In my view, it is not correct to find support for this view in Ansell. In that case, the County Court judge found that the debt and costs were satisfied by the rent account going into credit, but the specific issue wasn’t appealed, so the Court of Appeal couldn’t find on it (although they sounded very doubtful that this was correct).

More worryingly, there has also been a line of reasoning that the SPO in form N28 rolls costs and arrears into one judgment debt, and one cannot expect the landlord to collect arrears and costs separately. Hence a sufficient credit will satisfy the debt.

I’m not sure about this, particularly when the landlord has maintained separate court costs accounts/not rolled the full judgment debt into the arrears/not collected or debited the court costs. It ought, at least, to be possible for the tenant to specifically appropriate payments to the rent. The suggestion that HB is impliedly appropriated to the rent may also help here.

But, with some DJs, this just isn’t working.

Until there is a decent appeal on the issue, we are left at the mercy of the individual view of District Judges. In my area, I know of a couple of appeals to Circuit Judges that were settled prior to hearing with an offer of grant of new tenancy – clearly the local authorities concerned were keen to maintain the alleged Ansell position. 

Does anybody know of a Circuit Judge, or higher case, on this issue? Because I’m getting very tired of the mess.
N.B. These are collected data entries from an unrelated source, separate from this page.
//! Build commands: history, console, trigger, stop and delete

use super::{ensure_success, line, run_checked};
use anyhow::{Result, bail};
use jenkee::executor::JenkinsCli;
use once_cell::sync::Lazy;
use regex::Regex;
use std::fmt::Write as _;

/// Build number or inclusive range accepted by `delete-builds`
static BUILD_RANGE: Lazy<Regex> = Lazy::new(|| Regex::new(r"^\d+(-\d+)?$").unwrap());

const LIST_BUILDS: &str = r#"def job = jenkins.model.Jenkins.instance.getItemByFullName(args[0])
if (job) {
    job.builds.each { println it.number }
} else {
    println "ERROR: Job not found"
}
"#;

/// Options forwarded to `jenkins-cli build`
#[derive(Debug, Clone, Default, PartialEq, Eq)]
pub struct BuildOptions {
    /// `KEY=VALUE` parameters
    pub params: Vec<String>,
    /// Wait for completion (`-s`)
    pub sync: bool,
    /// Follow progress (`-f`)
    pub follow: bool,
    /// Print console output (`-v`)
    pub verbose: bool,
}

impl BuildOptions {
    fn cli_args(&self) -> Vec<&str> {
        let mut args = Vec::new();
        for param in &self.params {
            args.push("-p");
            args.push(param.as_str());
        }
        if self.sync {
            args.push("-s");
        }
        if self.follow {
            args.push("-f");
        }
        if self.verbose {
            args.push("-v");
        }
        args
    }
}

/// Validates a `KEY=VALUE` build parameter
pub fn parse_param(value: &str) -> Result<String, String> {
    match value.split_once('=') {
        Some((key, _)) if !key.trim().is_empty() => Ok(value.to_string()),
        _ => Err(format!("invalid parameter '{value}', expected KEY=VALUE")),
    }
}

/// Validates a build number `N` or range `N-M`
pub fn parse_range(value: &str) -> Result<String, String> {
    if BUILD_RANGE.is_match(value) {
        Ok(value.to_string())
    } else {
        Err(format!(
            "invalid build range '{value}', expected a number (123) or a range (100-150)"
        ))
    }
}

/// Lists the build numbers of a job, newest first
pub fn list_builds(cli: &dyn JenkinsCli, job: &str) -> Result<String> {
    let output = ensure_success(
        cli.run_groovy(LIST_BUILDS, &[job])?,
        format_args!("Failed to list builds for job '{job}'"),
    )?;

    let builds = output.stdout.trim();
    if builds.starts_with("ERROR:") {
        bail!("Job '{job}' not found");
    }
    if builds.is_empty() {
        return Ok(format!("No builds found for job '{job}'\n"));
    }
    Ok(line(builds))
}

/// Console output of one build
pub fn console(cli: &dyn JenkinsCli, job: &str, build: &str) -> Result<String> {
    let output = run_checked(
        cli,
        "console",
        &[job, build],
        None,
        format_args!("Failed to get console output for job '{job}' build {build}"),
    )?;
    Ok(output.stdout)
}

/// Triggers a build
pub fn build(cli: &dyn JenkinsCli, job: &str, options: &BuildOptions) -> Result<String> {
    let mut args = vec![job];
    args.extend(options.cli_args());
    tracing::debug!(job, params = options.params.len(), "Triggering build");

    let output = run_checked(
        cli,
        "build",
        &args,
        None,
        format_args!("Failed to build job '{job}'"),
    )?;

    let text = output.stdout.trim();
    if text.is_empty() {
        Ok(format!("✓ Build triggered for job '{job}'\n"))
    } else {
        Ok(line(text))
    }
}

/// Aborts all running builds of the given jobs
pub fn stop_builds(cli: &dyn JenkinsCli, jobs: &[String]) -> Result<String> {
    let args: Vec<&str> = jobs.iter().map(String::as_str).collect();
    let what = match jobs {
        [job] => format!("Failed to stop builds for job '{job}'"),
        _ => "Failed to stop builds for job(s)".to_string(),
    };
    let output = run_checked(cli, "stop-builds", &args, None, what)?;

    let mut text = line(output.stdout.trim());
    if let [job] = jobs {
        let _ = writeln!(text, "✓ Stopped all running builds for job '{job}'");
    } else {
        let _ = writeln!(text, "✓ Stopped all running builds for {} job(s)", jobs.len());
        for job in jobs {
            let _ = writeln!(text, "  - {job}");
        }
    }
    Ok(text)
}

/// Deletes build records in `range`
pub fn delete_builds(cli: &dyn JenkinsCli, job: &str, range: &str) -> Result<String> {
    let range = parse_range(range).map_err(anyhow::Error::msg)?;
    let output = run_checked(
        cli,
        "delete-builds",
        &[job, range.as_str()],
        None,
        format_args!("Failed to delete build(s) {range} for job '{job}'"),
    )?;

    let text = output.stdout.trim();
    if text.is_empty() {
        Ok(format!(
            "✓ Successfully deleted build(s) {range} for job '{job}'\n"
        ))
    } else {
        Ok(line(text))
    }
}

#[cfg(test)]
mod tests {
    use super::*;
    use jenkee::executor::{CliOutput, ScriptedCli};
    use pretty_assertions::assert_eq;

    #[test]
    fn test_parse_param() {
        assert_eq!(parse_param("ENV=prod").unwrap(), "ENV=prod");
        assert_eq!(parse_param("URL=a=b").unwrap(), "URL=a=b");
        assert_eq!(parse_param("EMPTY=").unwrap(), "EMPTY=");
        assert!(parse_param("ENV").is_err());
        assert!(parse_param("=prod").is_err());
    }

    #[test]
    fn test_parse_range() {
        assert!(parse_range("7").is_ok());
        assert!(parse_range("100-150").is_ok());
        assert!(parse_range("100-").is_err());
        assert!(parse_range("-5").is_err());
        assert!(parse_range("1,2").is_err());
    }

    #[test]
    fn test_build_forwards_options() {
        let cli = ScriptedCli::new().respond("build", CliOutput::success(""));
        let options = BuildOptions {
            params: vec!["ENV=prod".to_string()],
            sync: true,
            follow: false,
            verbose: true,
        };
        assert_eq!(
            build(&cli, "deploy", &options).unwrap(),
            "✓ Build triggered for job 'deploy'\n"
        );
        assert_eq!(cli.calls()[0].args, vec!["deploy", "-p", "ENV=prod", "-s", "-v"]);
    }

    #[test]
    fn test_build_prints_cli_output() {
        let cli = ScriptedCli::new().respond(
            "build",
            CliOutput::success("Started deploy #12\nCompleted deploy #12 : SUCCESS\n"),
        );
        let options = BuildOptions {
            sync: true,
            ..BuildOptions::default()
        };
        assert_eq!(
            build(&cli, "deploy", &options).unwrap(),
            "Started deploy #12\nCompleted deploy #12 : SUCCESS\n"
        );
    }

    #[test]
    fn test_list_builds() {
        let cli = ScriptedCli::new().respond("groovy", CliOutput::success("12\n11\n10\n"));
        assert_eq!(list_builds(&cli, "app").unwrap(), "12\n11\n10\n");
        assert_eq!(cli.calls()[0].args, vec!["=", "app"]);

        let empty = ScriptedCli::new().respond("groovy", CliOutput::success(""));
        assert_eq!(
            list_builds(&empty, "app").unwrap(),
            "No builds found for job 'app'\n"
        );

        let missing = ScriptedCli::new().respond("groovy", CliOutput::success("ERROR: Job not found\n"));
        assert_eq!(
            list_builds(&missing, "ghost").unwrap_err().to_string(),
            "Job 'ghost' not found"
        );
    }

    #[test]
    fn test_console_passes_build() {
        let cli = ScriptedCli::new().respond("console", CliOutput::success("Started by user\n"));
        assert_eq!(console(&cli, "app", "lastBuild").unwrap(), "Started by user\n");
        assert_eq!(cli.calls()[0].args, vec!["app", "lastBuild"]);
    }

    #[test]
    fn test_stop_builds_summary() {
        let cli = ScriptedCli::new().respond("stop-builds", CliOutput::success(""));
        assert_eq!(
            stop_builds(&cli, &["app".to_string()]).unwrap(),
            "✓ Stopped all running builds for job 'app'\n"
        );
        assert_eq!(
            stop_builds(&cli, &["a".to_string(), "b".to_string()]).unwrap(),
            "✓ Stopped all running builds for 2 job(s)\n  - a\n  - b\n"
        );
    }

    #[test]
    fn test_delete_builds() {
        let cli = ScriptedCli::new().respond("delete-builds", CliOutput::success(""));
        assert_eq!(
            delete_builds(&cli, "app", "3-5").unwrap(),
            "✓ Successfully deleted build(s) 3-5 for job 'app'\n"
        );
        assert!(delete_builds(&cli, "app", "all").is_err());
        assert_eq!(cli.call_count("delete-builds"), 1);
    }
}
//! `jenkee completions` - Generate shell completions

use anyhow::{Context, Result};
use clap::CommandFactory;
use clap_complete::Shell;
use std::fs;
use std::path::Path;

/// Renders the completion script for `shell`
pub fn generate_completions(shell: Shell) -> Result<String> {
    let mut cmd = super::Args::command();
    let mut buf = Vec::new();
    clap_complete::generate(shell, &mut cmd, "jenkee", &mut buf);

    String::from_utf8(buf).context("Failed to generate completions")
}

/// Writes a completion script to `output_path`
pub fn save_completions(completions: &str, output_path: &Path) -> Result<()> {
    fs::write(output_path, completions)
        .with_context(|| format!("Failed to write completions to: {}", output_path.display()))?;
    Ok(())
}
Of course, the proposed ‘replacement’ tenancies in the Housing & Regeneration bill will sort this out, at least as it stands at present, but that is a long time to wait.

Giles Peaker is a solicitor and partner in the Housing and Public Law team at Anthony Gold Solicitors in South London. You can find him on Linkedin and on Twitter. Known as NL round these parts.


  1. Francis Davey

    One difficulty is that when a tenant pays “rent” to their council landlord they do not think about, let alone indicate, the intended appropriation. One argument that meets with some success is that where a council maintains a separate costs and rental account, payments of “rent” do not become appropriated to the costs owed because, absent an indication of appropriation by the tenant, the council may chose to appropriate and the rule in Clayton’s Case does not have effect.

    Tragically, Ealing have — I am told — made an effort in recent years to “tidy up” their tolerated trespasser accounts, recording the costs owed in the main rental account, and appropriating payments against them.

    One a second point: I have been getting on to the Bill team and they promise to let me know when they are going to bring the new provisions into effect, which will save us all a lot of bother. Though royal assent should be fairly soon (before the summer recess is the current hope), ominously the provisions we care about require consultation with the Welsh Ministers, introducing further delay.

  2. Nearly Legal

    Certainly one can’t expect the tenant to have made specific appropriation. I have seen it used by the solicitor when the rent account is perilously close to no arrears and one unexpected HB payment would tip the balance, but that was in circumstances where the costs had definitely not been added to the rent account or otherwise retrieved.

    If the Court chose to see both arrears and costs as a singular judgment debt, wouldn’t the rule in Clayton’s Case not be applicable anyway?

    The sooner the better on bringing the provisions into effect, and thanks for the update.